(Beginning of Entries shown)

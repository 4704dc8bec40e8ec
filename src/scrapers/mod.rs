//! Portal-facing scraping components.

#[cfg(feature = "browser")]
pub mod browser;
pub mod export;
pub mod fingerprint;
pub mod navigator;
pub mod poll;
pub mod surface;

pub use export::{CaptureOutcome, ExportCapturer};
pub use fingerprint::FingerprintDetector;
pub use navigator::{NavOutcome, PageNavigator};
pub use surface::{Locator, RenderSurface};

(End of Entries shown)

> Task to complete:
From the listing above, extract all records word for word.

> Written answer:
repository 4704dc8bec40e8ec
filename src/scrapers/mod.rs
//! Portal-facing scraping components.

#[cfg(feature = "browser")]
pub mod browser;
pub mod export;
pub mod fingerprint;
pub mod navigator;
pub mod poll;
pub mod surface;

pub use export::{CaptureOutcome, ExportCapturer};
pub use fingerprint::FingerprintDetector;
pub use navigator::{NavOutcome, PageNavigator};
pub use surface::{Locator, RenderSurface};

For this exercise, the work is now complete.